I like this but I have couple of gotchas...my verticals are 2x3s deliberately, not to take as much real-estate because the railroad space I have available is only 12' deep so putting a 2x6 takes half a foot from the peninsula/benchwork depth.
Also, the benchwork on each side might be at different heights, depending whether I decide to put staging on this peninsula, or not. I would probably have a turnaround put on risers then just going around the outer edge of the peninsula. But that's just an idea hanging at the back of my head at the moment.
And because of the L-girderders, benchwork is pretty thick affecting the upper deck spacing perhaps.
Question: How would I balance the benchwork front-to-back in this configuration, as one side affects the other?
On another note, I expanded my search to include other materials, so wandered into the decking section of the local big box store and found all kinds of interesting angles, braces and brackets.
Not sure if they can actually be used or not, most are meant for 2x4 or bigger.
Let me add one more thought to your original bench work scheme that could make it work. If I could figure out how to sketch it here, it would be pretty clear.
a. For the uprights, go to 2x6 instead of 2x4. Why will become clear in step d.
b. Widen the base so both bottom bases come out to within 6 inches or less than the layout width on that side. This will give the balance needed. Could even use very heavy duty castors to move the layout.
c. Join the uprights with L girders at the heights you want to build the layout from. With 2x6 and L girders, this gives you about 8 inches of bearing width for the next step.
d. Instead of modules, span the width of both modules with single joists running across the tops of both L girders at each upright. If you only have two uprights, put one on each side of both. Attach the joists to the L girders from below per normal AND with 2-3 screws to the 2x6 uprights.
From this point you can built out either in L girder, open grid, module, etc. This form of construction and attachment will provide a stable base. I used this basic design to build a canoe and kayak rack for the garage. It easily supported a canoe and two kayaks.
You don;t need 2 layers of foam, for sure. I just did that because I built the first section when I was living in a smaller place and was goign to build a small switching layout, and oen scene I wanted to replicate needed some decent amount carved out - with a single layer of foam it would have been down to the plywood underneath. I ended up moving and rather than scrapping a 2x8 section of benchwork I just built the rest the same way. Mainly I was showing the underlying freestanding benchwork, what you actually attach on top can be anything.

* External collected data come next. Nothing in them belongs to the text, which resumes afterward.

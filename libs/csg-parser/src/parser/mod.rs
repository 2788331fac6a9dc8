//! # CSG Parser
//!
//! Recursive descent parser for the CSG text format.
//! Produces a structured document [`Value`].
//!
//! Alternatives are tried in order with backtracking: at each statement the
//! parser first attempts an object (`cube(...);`) and, if that fails, rewinds
//! and attempts an instruction (`union() { ... }`).
//!
//! ## Example
//!
//! ```rust
//! use csg_parser::lexer::Lexer;
//! use csg_parser::parser::Parser;
//!
//! let tokens = Lexer::new("cube(size = [1, 1, 1]);").tokenize();
//! let parsed = Parser::new(tokens).parse();
//! assert!(parsed.error.is_none());
//! ```

mod statements;
mod values;

use crate::error::{ParseError, ParseErrorKind, Rule};
use crate::lexer::{Token, TokenKind};
use crate::span::Span;
use crate::value::{keys, Value};
use config::constants::{DEFAULT_VERSION_MAJOR, DEFAULT_VERSION_MINOR, DEFAULT_VERSION_NAME};

// =============================================================================
// RESULT TYPES
// =============================================================================

/// Outcome of a lenient parse.
///
/// On failure `document` still holds every complete top-level item parsed
/// before the error.
#[derive(Debug, Clone, PartialEq)]
pub struct Parsed {
    /// File document (`"type": "CSG file"`).
    pub document: Value,
    /// First syntax error, if any.
    pub error: Option<ParseError>,
}

impl Parsed {
    /// Converts into a strict result, discarding the partial document on error.
    pub fn into_result(self) -> Result<Value, ParseError> {
        match self.error {
            Some(error) => Err(error),
            None => Ok(self.document),
        }
    }
}

/// Version directive from a `# name major.minor` comment.
#[derive(Debug, Clone, PartialEq, Eq)]
pub struct Version {
    pub name: String,
    pub major: u32,
    pub minor: u32,
}

impl Version {
    /// Reads a version directive from a comment body.
    ///
    /// ## Example
    ///
    /// ```rust
    /// use csg_parser::parser::Version;
    ///
    /// let version = Version::from_comment(" OpenSCAD 2.1").unwrap();
    /// assert_eq!((version.major, version.minor), (2, 1));
    /// assert!(Version::from_comment(" just a note").is_none());
    /// ```
    pub fn from_comment(body: &str) -> Option<Self> {
        let mut fields = body.split_whitespace();
        let name = fields.next()?;
        let number = fields.next()?;
        if fields.next().is_some() {
            return None;
        }

        let (major, minor) = number.split_once('.')?;
        let is_digits = |s: &str| !s.is_empty() && s.bytes().all(|b| b.is_ascii_digit());
        if !is_digits(major) || !is_digits(minor) {
            return None;
        }

        Some(Self {
            name: name.to_string(),
            major: major.parse().ok()?,
            minor: minor.parse().ok()?,
        })
    }
}

impl Default for Version {
    fn default() -> Self {
        Self {
            name: DEFAULT_VERSION_NAME.to_string(),
            major: DEFAULT_VERSION_MAJOR,
            minor: DEFAULT_VERSION_MINOR,
        }
    }
}

/// Saved parser state for backtracking.
#[derive(Debug, Clone)]
struct Checkpoint {
    current: usize,
    version: Option<Version>,
}

// =============================================================================
// PARSER
// =============================================================================

/// Recursive descent parser for CSG text.
pub struct Parser {
    /// Token stream, terminated by `Eof`.
    tokens: Vec<Token>,
    /// Current token index.
    current: usize,
    /// Last version directive seen.
    version: Option<Version>,
}

impl Parser {
    /// Create a new parser over a token stream from [`crate::lexer::Lexer`].
    ///
    /// A missing trailing `Eof` token is supplied.
    pub fn new(mut tokens: Vec<Token>) -> Self {
        if !tokens.last().is_some_and(Token::is_eof) {
            let end = tokens.last().map(|t| t.span.end).unwrap_or_default();
            tokens.push(Token::new(TokenKind::Eof, Span::point(end), String::new()));
        }
        Self {
            tokens,
            current: 0,
            version: None,
        }
    }

    /// Parse the whole token stream into a file document.
    ///
    /// Parsing stops at the first syntax error; the returned document holds
    /// the top-level items completed before it.
    pub fn parse(&mut self) -> Parsed {
        let mut contents = Vec::new();
        let mut error = None;

        while !self.is_at_end() {
            match self.parse_item() {
                Ok(Some(node)) => contents.push(node),
                Ok(None) => {}
                Err(e) => {
                    error = Some(e);
                    break;
                }
            }
        }

        Parsed {
            document: self.file_document(contents),
            error,
        }
    }

    /// Wraps top-level items in the file document.
    fn file_document(&self, contents: Vec<Value>) -> Value {
        let version = self.version.clone().unwrap_or_default();
        Value::object([
            (keys::TYPE, Value::from(keys::FILE_TYPE)),
            (keys::VERSION_NAME, Value::from(version.name)),
            (keys::VERSION_MAJOR, Value::from(version.major)),
            (keys::VERSION_MINOR, Value::from(version.minor)),
            (keys::CONTENTS, Value::Array(contents)),
        ])
    }

    // =========================================================================
    // TOKEN ACCESS
    // =========================================================================

    /// Get current token.
    fn peek(&self) -> &Token {
        let index = self.current.min(self.tokens.len().saturating_sub(1));
        &self.tokens[index]
    }

    /// Get current token kind.
    fn peek_kind(&self) -> TokenKind {
        self.peek().kind
    }

    /// Check if current token matches kind.
    fn check(&self, kind: TokenKind) -> bool {
        self.peek_kind() == kind
    }

    /// Check if at end of file.
    fn is_at_end(&self) -> bool {
        self.check(TokenKind::Eof)
    }

    /// Advance to next token, returning the consumed one.
    fn advance(&mut self) -> Token {
        let token = self.peek().clone();
        if !self.is_at_end() {
            self.current += 1;
        }
        token
    }

    /// Consume a token of the expected kind or fail within `rule`.
    fn expect(&mut self, kind: TokenKind, rule: Rule) -> Result<Token, ParseError> {
        if self.check(kind) {
            Ok(self.advance())
        } else {
            Err(self.unexpected(kind.display(), rule))
        }
    }

    /// Consume token if it matches.
    fn match_token(&mut self, kind: TokenKind) -> bool {
        if self.check(kind) {
            self.advance();
            true
        } else {
            false
        }
    }

    /// Builds the error for the current token not matching `expected`.
    fn unexpected(&self, expected: &str, rule: Rule) -> ParseError {
        let token = self.peek();
        match token.kind {
            TokenKind::Eof => ParseError::unexpected_eof(expected, token.span, rule),
            TokenKind::Error => ParseError::new(
                ParseErrorKind::UnexpectedCharacter {
                    found: token.text.clone(),
                },
                token.span,
                rule,
            ),
            TokenKind::UnterminatedString => {
                ParseError::new(ParseErrorKind::UnterminatedString, token.span, rule)
            }
            _ => ParseError::unexpected_token(&token.text, expected, token.span, rule),
        }
    }

    // =========================================================================
    // BACKTRACKING
    // =========================================================================

    fn checkpoint(&self) -> Checkpoint {
        Checkpoint {
            current: self.current,
            version: self.version.clone(),
        }
    }

    fn restore(&mut self, checkpoint: Checkpoint) {
        self.current = checkpoint.current;
        self.version = checkpoint.version;
    }
}

// =============================================================================
// TESTS
// =============================================================================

With the G shape, you will get a good chunk of the rise on the midpoint curve. At the first narrow section, the higher line up on a retaining wall would work, on the second narrow section the difference should be enough to have the two lines seperated with scenery.
--Randy
Modeling the Reading Railroad in the 1950's
Visit my web site at www.readingeastpenn.com for construction updates, DCC Info, and more.

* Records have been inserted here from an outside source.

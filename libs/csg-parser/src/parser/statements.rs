//! # Statement Parsing
//!
//! Object lists, objects, instructions and comments.

use super::{Parser, Version};
use crate::error::{ParseError, Rule};
use crate::lexer::TokenKind;
use crate::value::{keys, Value};
use config::constants::{STACKER_RED_ZONE_BYTES, STACKER_STACK_SIZE_BYTES};

/// What an object list item may start with.
const ITEM_EXPECTED: &str = "comment, object or instruction";

impl Parser {
    /// Parse one object list item.
    ///
    /// Comments yield `None`; a version directive comment updates the file
    /// version as a side effect.
    pub(super) fn parse_item(&mut self) -> Result<Option<Value>, ParseError> {
        match self.peek_kind() {
            TokenKind::Comment => {
                self.parse_comment();
                Ok(None)
            }
            TokenKind::Name => self.parse_statement().map(Some),
            _ => Err(self.unexpected(ITEM_EXPECTED, Rule::ObjectList)),
        }
    }

    /// Parse a comment, recording it when it is a version directive.
    fn parse_comment(&mut self) {
        let token = self.advance();
        if let Some(version) = Version::from_comment(&token.text) {
            tracing::trace!(name = %version.name, major = version.major, minor = version.minor, "version directive");
            self.version = Some(version);
        }
    }

    /// Parse `Object / Instruction` as an ordered choice.
    ///
    /// When both alternatives fail, the error that reached further into the
    /// input is returned; on a tie the object error wins.
    fn parse_statement(&mut self) -> Result<Value, ParseError> {
        let start = self.checkpoint();

        let object_error = match self.parse_object() {
            Ok(object) => return Ok(object),
            Err(e) => e,
        };

        self.restore(start);
        self.parse_instruction().map_err(|instruction_error| {
            if instruction_error.offset() > object_error.offset() {
                instruction_error
            } else {
                object_error
            }
        })
    }

    /// Parse `Name '(' PropertyList ')' ';'`.
    fn parse_object(&mut self) -> Result<Value, ParseError> {
        let name = self.expect(TokenKind::Name, Rule::Object)?;
        self.expect(TokenKind::LParen, Rule::Object)?;
        let properties = self.parse_property_list()?;
        self.expect(TokenKind::RParen, Rule::Object)?;
        self.expect(TokenKind::Semicolon, Rule::Object)?;

        Ok(Value::object([
            (keys::TYPE, Value::from(name.text)),
            (keys::PROPERTIES, Value::Object(properties)),
        ]))
    }

    /// Parse `Name '(' (Matrix | PropertyList) ')' '{' ObjectList '}'`.
    fn parse_instruction(&mut self) -> Result<Value, ParseError> {
        stacker::maybe_grow(STACKER_RED_ZONE_BYTES, STACKER_STACK_SIZE_BYTES, || {
            self.parse_instruction_inner()
        })
    }

    fn parse_instruction_inner(&mut self) -> Result<Value, ParseError> {
        let name = self.expect(TokenKind::Name, Rule::Instruction)?;
        self.expect(TokenKind::LParen, Rule::Instruction)?;

        let properties = if self.check(TokenKind::LBracket) {
            self.parse_matrix()?
        } else {
            Value::Object(self.parse_property_list()?)
        };

        self.expect(TokenKind::RParen, Rule::Instruction)?;
        self.expect(TokenKind::LBrace, Rule::Instruction)?;
        let objects = self.parse_object_list()?;
        self.expect(TokenKind::RBrace, Rule::Instruction)?;

        Ok(Value::object([
            (keys::TYPE, Value::from(name.text)),
            (keys::PROPERTIES, properties),
            (keys::OBJECTS, Value::Array(objects)),
        ]))
    }

    /// Parse `(Comment | Object | Instruction)+` up to a closing `}`.
    fn parse_object_list(&mut self) -> Result<Vec<Value>, ParseError> {
        let mut objects = Vec::new();
        let mut items = 0usize;

        loop {
            if items > 0 && self.check(TokenKind::RBrace) {
                break;
            }
            if let Some(node) = self.parse_item()? {
                objects.push(node);
            }
            items += 1;
        }

        Ok(objects)
    }
}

As it always happens, life drags me away for a week again, just because...
@rrinker,
I did look through your old layout construction and basically that's one option I thought to do, too. Open-frame benchwork, legs, plywood and foam on top.
The two 2" sheets of foam would give for a nice amount of playroom to carve things into, but I am not too sure about double decking with that much foam. Counting the foam, plywood and the benchwork that's a lot of vertical realestate taken.

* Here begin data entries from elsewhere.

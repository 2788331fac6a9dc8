//! # Config Crate
//!
//! Centralized configuration constants for the CSG conversion pipeline.
//! Every literal the parser, printer and tree engine depend on is defined
//! here so the crates agree on defaults.
//!
//! ## Usage
//!
//! ```rust
//! use config::constants::{GlobalConfig, DEFAULT_VERSION_NAME, MIN_BINARY_OPERANDS};
//!
//! assert_eq!(DEFAULT_VERSION_NAME, "undefined");
//! assert_eq!(MIN_BINARY_OPERANDS, 2);
//!
//! let config = GlobalConfig::default();
//! assert_eq!(config.indent_width, 2);
//! ```
//!
//! ## Design Principles
//!
//! - **Single Source of Truth**: All constants defined once, used everywhere
//! - **Format Compatible**: Defaults match the CSG text format
//! - **Validated Snapshots**: `GlobalConfig` rejects nonsensical values

pub mod constants;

Considering the G shape, I am having a hard time figuring out how would I do a no-lix in that configuration, especially with some of those narrow sections.
I wanted to combine a front to back no-lix, where a decline would start on the front of the benchwork, dip under it after adequate clearance is achieved, then go along the back until the lower level is reached.
Having said that, with a G shape, constructing the above might be somewhat difficult and I really want a simple benchwork. I'm just not sure where would this extra no-lix trackage fit and connect to the rest of the layout?
Your current house sounds like a nice place overal. When you say a "raised ranch" I assume it's what they call back-split up here?Yes, you traded some perks you wanted for your railroad, but you gained other amenities that make the place just that much more enjoyable.Besides, you don't have to contend with a 6'5"~6'7" ceiling in the basement (and being 6'3" tall). :)
Back to my benchwork test, I believe I will have to anchor the verticals to the ceiling and that would give them needed stability uptop.
I will also add strategically placed 2x2 legs on the outsides and forget the whole gassets thing because I don't want to deal with trying to match my open-frame crosses with my main verticals. Plus this will give the top surface needed stability front to back.
Did you check on my previous layout on my web page? I had legs every 8 feet - plenty to hold it up. Each section of that is fairly lightweight, 1x4's the long way, 1z3's cross bracing ever 2', and 2 layers of 2" extruded foam. With the legs unbolted even the 2x8 sections were easy to carry. Most section only had a pair of legs at one end - then the next section would bolt on to the leg end of the previous section, and had legs on its free side. On the drawing, it was the part on the right, which was the back wall of the apartment, that had legs on all 4 corners. Thus where each half ended by the door for a liftout, there were legs. Only the small section which was 18" wide by about 3 feet long between the door and liftouts for the door and the work area had to be attached to the wall to keep it from wobbling. The rest was quite stable and I had no problem with any magnitude 10 earthquakes knocking anything off the rails.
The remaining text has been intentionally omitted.